**Try it:** In the data below, how many lines contain the string "write"? Give only the figure.

■ ■ ■ ■

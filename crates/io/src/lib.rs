//! `ledgerlens-io` — table sources for the inference engine.
//!
//! Thin wrappers with no disambiguation logic: they enumerate tables
//! (sheets) and hand over column-oriented `RawCell` values exactly as the
//! file encodes them.

pub mod csv;
pub mod xlsx;

use std::fmt;

use ledgerlens_infer::RawCell;

pub use crate::csv::CsvSource;
pub use crate::xlsx::WorkbookSource;

#[derive(Debug)]
pub enum IoError {
    /// File could not be opened or is not a recognized format.
    Open(String),
    /// Requested table (sheet) does not exist.
    TableNotFound(String),
    /// Requested column does not exist in the table.
    ColumnNotFound { table: String, column: String },
    /// Read/decode failure partway through a file.
    Read(String),
}

impl fmt::Display for IoError {
    fn fmt(&self, f: &mut fmt::Formatter<'_>) -> fmt::Result {
        match self {
            Self::Open(msg) => write!(f, "open error: {msg}"),
            Self::TableNotFound(table) => write!(f, "table not found: {table}"),
            Self::ColumnNotFound { table, column } => {
                write!(f, "table '{table}': no column '{column}'")
            }
            Self::Read(msg) => write!(f, "read error: {msg}"),
        }
    }
}

impl std::error::Error for IoError {}

/// A loaded source of one or more named tables of raw cells.
///
/// Columns are finite and re-readable; each call returns a fresh copy, so
/// callers may fan classification out across columns freely.
pub trait TableSource {
    /// Table (sheet) names in file order.
    fn tables(&self) -> Vec<String>;

    /// Column identifiers for one table, in header order.
    fn list_columns(&self, table: &str) -> Result<Vec<String>, IoError>;

    /// All body cells of one column, top to bottom. Absent cells are
    /// `RawCell::Empty`.
    fn read_column(&self, table: &str, column: &str) -> Result<Vec<RawCell>, IoError>;
}

/// In-memory table shared by both source implementations: a header row plus
/// column-major body cells.
#[derive(Debug, Clone)]
pub(crate) struct LoadedTable {
    pub name: String,
    pub headers: Vec<String>,
    pub columns: Vec<Vec<RawCell>>,
}

impl LoadedTable {
    pub fn rows(&self) -> usize {
        self.columns.iter().map(|c| c.len()).max().unwrap_or(0)
    }
}

pub(crate) fn find_table<'a>(
    tables: &'a [LoadedTable],
    name: &str,
) -> Result<&'a LoadedTable, IoError> {
    tables
        .iter()
        .find(|t| t.name == name)
        .ok_or_else(|| IoError::TableNotFound(name.to_string()))
}

pub(crate) fn read_table_column(table: &LoadedTable, column: &str) -> Result<Vec<RawCell>, IoError> {
    let idx = table
        .headers
        .iter()
        .position(|h| h == column)
        .ok_or_else(|| IoError::ColumnNotFound {
            table: table.name.clone(),
            column: column.to_string(),
        })?;
    let mut cells = table.columns[idx].clone();
    // Ragged rows: pad short columns so every column reports the same length.
    cells.resize(table.rows(), RawCell::Empty);
    Ok(cells)
}

/// Header fallback for blank header cells.
pub(crate) fn header_name(raw: Option<String>, index: usize) -> String {
    match raw {
        Some(h) if !h.trim().is_empty() => h,
        _ => format!("column_{}", index + 1),
    }
}

/// Summary of one table for enumeration/preview surfaces.
#[derive(Debug, Clone)]
pub struct TableInfo {
    pub name: String,
    pub rows: usize,
    pub columns: Vec<String>,
}

pub fn describe(source: &dyn TableSource) -> Result<Vec<TableInfo>, IoError> {
    source
        .tables()
        .iter()
        .map(|name| {
            let columns = source.list_columns(name)?;
            let rows = match columns.first() {
                Some(first) => source.read_column(name, first)?.len(),
                None => 0,
            };
            Ok(TableInfo {
                name: name.clone(),
                rows,
                columns,
            })
        })
        .collect()
}
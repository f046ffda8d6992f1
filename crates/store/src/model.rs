use chrono::NaiveDate;
use ledgerlens_infer::TypeVerdict;
use rust_decimal::Decimal;
use serde::Serialize;

// ---------------------------------------------------------------------------
// Normalized values
// ---------------------------------------------------------------------------

/// A canonical normalized cell. Locale-independent once produced.
#[derive(Debug, Clone, PartialEq, Serialize)]
#[serde(rename_all = "snake_case")]
pub enum Value {
    Empty,
    Amount(Decimal),
    Date(NaiveDate),
    Text(String),
}

impl Value {
    pub fn is_empty(&self) -> bool {
        matches!(self, Self::Empty)
    }
}

impl std::fmt::Display for Value {
    fn fmt(&self, f: &mut std::fmt::Formatter<'_>) -> std::fmt::Result {
        match self {
            Self::Empty => Ok(()),
            Self::Amount(d) => write!(f, "{d}"),
            Self::Date(d) => write!(f, "{}", d.format("%Y-%m-%d")),
            Self::Text(s) => write!(f, "{s}"),
        }
    }
}

// ---------------------------------------------------------------------------
// Columns and tables
// ---------------------------------------------------------------------------

/// One normalized column, optionally carrying the verdict it was
/// normalized under.
#[derive(Debug, Clone, Serialize)]
pub struct Column {
    pub name: String,
    pub verdict: Option<TypeVerdict>,
    pub values: Vec<Value>,
}

/// A named table of equal-length columns.
#[derive(Debug, Clone, Default, Serialize)]
pub struct Table {
    pub columns: Vec<Column>,
}

impl Table {
    pub fn rows(&self) -> usize {
        self.columns.first().map(|c| c.values.len()).unwrap_or(0)
    }

    pub fn column(&self, name: &str) -> Option<&Column> {
        self.columns.iter().find(|c| c.name == name)
    }

    pub fn column_index(&self, name: &str) -> Option<usize> {
        self.columns.iter().position(|c| c.name == name)
    }

    /// One row as value refs, in column order.
    pub fn row(&self, index: usize) -> Vec<&Value> {
        self.columns.iter().map(|c| &c.values[index]).collect()
    }
}
use serde::Deserialize;

use crate::error::InferError;

/// Classifier sampling configuration.
///
/// The engine is stateless aside from these fixed knobs. Defaults match the
/// documented contract: 100-value sample for date/number scoring, 50-value
/// sample for string sub-typing, constant 0.8 string confidence.
#[derive(Debug, Clone, Deserialize)]
pub struct ClassifierConfig {
    #[serde(default = "default_sample_cap")]
    pub sample_cap: usize,
    #[serde(default = "default_string_sample_cap")]
    pub string_sample_cap: usize,
    /// Fixed confidence reported for string verdicts regardless of evidence
    /// strength. Deliberately not a computed score.
    #[serde(default = "default_string_confidence")]
    pub string_confidence: f64,
}

fn default_sample_cap() -> usize {
    100
}

fn default_string_sample_cap() -> usize {
    50
}

fn default_string_confidence() -> f64 {
    0.8
}

impl Default for ClassifierConfig {
    fn default() -> Self {
        Self {
            sample_cap: default_sample_cap(),
            string_sample_cap: default_string_sample_cap(),
            string_confidence: default_string_confidence(),
        }
    }
}

impl ClassifierConfig {
    pub fn from_toml(s: &str) -> Result<Self, InferError> {
        let config: Self = toml::from_str(s).map_err(|e| InferError::ConfigParse(e.to_string()))?;
        config.validate()?;
        Ok(config)
    }

    pub fn validate(&self) -> Result<(), InferError> {
        if self.sample_cap == 0 {
            return Err(InferError::ConfigValidation(
                "sample_cap must be at least 1".into(),
            ));
        }
        if self.string_sample_cap == 0 {
            return Err(InferError::ConfigValidation(
                "string_sample_cap must be at least 1".into(),
            ));
        }
        if !(0.0..=1.0).contains(&self.string_confidence) {
            return Err(InferError::ConfigValidation(format!(
                "string_confidence must be in [0, 1], got {}",
                self.string_confidence
            )));
        }
        Ok(())
    }
}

■ ■ ■ ■

**Result for this task:** 7